Investors are cautioned that forward-looking information is not based on historical fact but instead reflects management’s expectations, estimates or projections concerning future results or events based on the opinions, assumptions and estimates of management considered reasonable at the date the statements are made. Although Canopy Rivers believes that the expectations reflected in such forward-looking information are reasonable, such information involves risks and uncertainties, and undue reliance should not be placed on such information, as unknown or unpredictable factors could have material adverse effects on future results, performance or achievements of Canopy Rivers. Among the key factors that could cause actual results to differ materially from those projected in the forward-looking information are the following: regulatory and licensing risks; the ability of Canopy Rivers to exercise the Warrants in order to acquire common shares of TerrAscend; changes in general economic, business and political conditions, including changes in the financial markets; the global regulatory landscape and enforcement related to cannabis, including political risks and risks relating to regulatory change; risks relating to anti-money laundering laws; compliance with extensive government regulation; public opinion and perception of the cannabis industry; and the risk factors set out in Canopy Rivers’ annual information form dated July 15, 2019, filed with the Canadian securities regulators and available on Canopy Rivers’ profile on SEDAR at www.sedar.com.
Should one or more of these risks or uncertainties materialize, or should assumptions underlying the forward-looking information prove incorrect, actual results may vary materially from those described herein as intended, planned, anticipated, believed, estimated or expected.

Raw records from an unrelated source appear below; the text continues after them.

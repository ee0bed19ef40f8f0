//! Immutable cluster snapshot: the only input of plan construction.

use std::path::Path;

use anyhow::{Context, Result};
use serde::{Deserialize, Serialize};

use crate::cluster::UpdateServer;
use crate::package::{Application, Locator, PackageCatalog, PackageManifest};

/// Installed application and runtime.
#[derive(Deserialize, Serialize, Clone, Debug)]
#[serde(rename_all = "camelCase")]
pub struct InstalledRelease {
    pub app: Application,
    pub runtime: Application,
}

/// Target application and runtime.
#[derive(Deserialize, Serialize, Clone, Debug)]
#[serde(rename_all = "camelCase")]
pub struct TargetRelease {
    pub app: Application,
    pub runtime: Application,
    /// Cluster management (gravity) package the nodes are upgraded to.
    pub gravity_package: Locator,
}

/// Cluster role resource, as stored by the cluster.
#[derive(Deserialize, Serialize, Clone, Debug, PartialEq, Eq)]
#[serde(rename_all = "camelCase")]
pub struct ClusterRole {
    pub name: String,
    /// Resource format version (e.g. `v3`).
    pub version: String,
}

/// Snapshot of cluster topology, manifests and migration facts.
#[derive(Deserialize, Serialize, Clone, Debug)]
#[serde(rename_all = "camelCase")]
pub struct ClusterSnapshot {
    pub cluster_name: String,

    /// Fleet participating in the update.
    pub servers: Vec<UpdateServer>,

    /// Hostname of the master to upgrade first (defaults to the first master).
    #[serde(default, skip_serializing_if = "Option::is_none")]
    pub lead_master: Option<String>,

    pub installed: InstalledRelease,
    pub target: TargetRelease,

    /// Package metadata used for version label lookups.
    #[serde(default, skip_serializing_if = "Vec::is_empty")]
    pub packages: Vec<PackageManifest>,

    /// Application packages to update.
    #[serde(default, skip_serializing_if = "Vec::is_empty")]
    pub app_updates: Vec<Locator>,

    /// Runtime (system application) packages to update.
    #[serde(default, skip_serializing_if = "Vec::is_empty")]
    pub runtime_updates: Vec<Locator>,

    /// Legacy remote hub links.
    #[serde(default, skip_serializing_if = "Vec::is_empty")]
    pub links: Vec<String>,

    #[serde(default, skip_serializing_if = "Vec::is_empty")]
    pub trusted_clusters: Vec<String>,

    #[serde(default, skip_serializing_if = "Vec::is_empty")]
    pub roles: Vec<ClusterRole>,

    /// Node labels already match the target release.
    #[serde(default)]
    pub labels_current: bool,

    /// Configure SELinux on nodes before bootstrapping them.
    #[serde(default)]
    pub selinux: bool,

    /// Cluster DNS resources are missing and must be provisioned before masters restart.
    #[serde(default)]
    pub dns_resources_missing: bool,

    /// DNS application deployed ahead of the rolling restarts, for runtimes
    /// that no longer embed cluster DNS.
    #[serde(default, skip_serializing_if = "Option::is_none")]
    pub early_dns_app: Option<Locator>,
}

impl ClusterSnapshot {
    /// Load a snapshot from a YAML (or JSON) file.
    pub fn load(path: &Path) -> Result<Self> {
        let content = std::fs::read_to_string(path)
            .with_context(|| format!("Failed to read snapshot {}", path.display()))?;
        Self::from_yaml(&content)
            .with_context(|| format!("Failed to parse snapshot {}", path.display()))
    }

    pub fn from_yaml(content: &str) -> Result<Self> {
        Ok(serde_yaml::from_str(content)?)
    }

    /// Package metadata catalog built from the snapshot.
    pub fn catalog(&self) -> PackageCatalog {
        PackageCatalog::new(self.packages.iter().cloned())
    }
}
//! Remote execution through the update agent running on each server.

use std::time::Duration;

use futures::FutureExt;
use futures::future::BoxFuture;
use serde::Serialize;
use tracing::{debug, info};

use super::{Executor, PhaseContext};
use crate::cluster::Server;
use crate::error::CuoError;
use crate::plan::{PhaseData, PhaseKind};

/// Default port of the update agent.
pub const DEFAULT_AGENT_PORT: u16 = 3012;

const CONNECT_TIMEOUT: Duration = Duration::from_secs(10);

/// Request body accepted by the agent's `/v1/phases` endpoint.
#[derive(Serialize, Debug)]
#[serde(rename_all = "camelCase")]
pub struct PhaseRequest<'a> {
    pub operation_id: &'a str,
    pub phase: &'a str,
    pub kind: PhaseKind,
    pub data: &'a PhaseData,
    pub rollback: bool,
}

/// Executes phases by posting them to the agent of the execution server.
pub struct AgentExecutor {
    client: reqwest::Client,
    port: u16,
}

impl AgentExecutor {
    pub fn new(port: u16) -> Result<Self, CuoError> {
        let client = reqwest::Client::builder()
            .connect_timeout(CONNECT_TIMEOUT)
            .build()
            .map_err(|e| CuoError::Agent("client".to_string(), e.to_string()))?;
        Ok(Self { client, port })
    }

    async fn dispatch(&self, ctx: &PhaseContext, rollback: bool) -> Result<(), CuoError> {
        let server = ctx.exec_server().ok_or_else(|| {
            CuoError::Executor(ctx.path.clone(), "no server to execute on".to_string())
        })?;
        let url = agent_url(server, self.port);
        let request = PhaseRequest {
            operation_id: &ctx.operation_id,
            phase: &ctx.path,
            kind: ctx.kind,
            data: &ctx.data,
            rollback,
        };

        debug!(
            phase = %ctx.path,
            server = %server.hostname,
            url = %url,
            rollback,
            "Dispatching phase to agent"
        );

        let resp = self
            .client
            .post(&url)
            .json(&request)
            .send()
            .await
            .map_err(|e| CuoError::agent(&server.hostname, e))?;

        let status = resp.status();
        if !status.is_success() {
            let body = resp.text().await.unwrap_or_default();
            return Err(CuoError::agent(
                &server.hostname,
                format!("{status}: {}", body.trim()),
            ));
        }

        info!(phase = %ctx.path, server = %server.hostname, rollback, "Agent completed phase");
        Ok(())
    }
}

impl Executor for AgentExecutor {
    fn name(&self) -> &'static str {
        "agent"
    }

    fn execute<'a>(&'a self, ctx: &'a PhaseContext) -> BoxFuture<'a, Result<(), CuoError>> {
        self.dispatch(ctx, false).boxed()
    }

    fn rollback<'a>(&'a self, ctx: &'a PhaseContext) -> BoxFuture<'a, Result<(), CuoError>> {
        self.dispatch(ctx, true).boxed()
    }
}

/// Phase endpoint of the agent on `server`.
pub fn agent_url(server: &Server, port: u16) -> String {
    format!("http://{}:{port}/v1/phases", server.advertise_ip)
}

Although Canopy Rivers has attempted to identify important risks, uncertainties and factors that could cause actual results to differ materially, there may be others that cause results not to be as anticipated, estimated or intended. Canopy Rivers does not intend, and does not assume any obligation, to update this forward-looking information except as otherwise required by applicable law.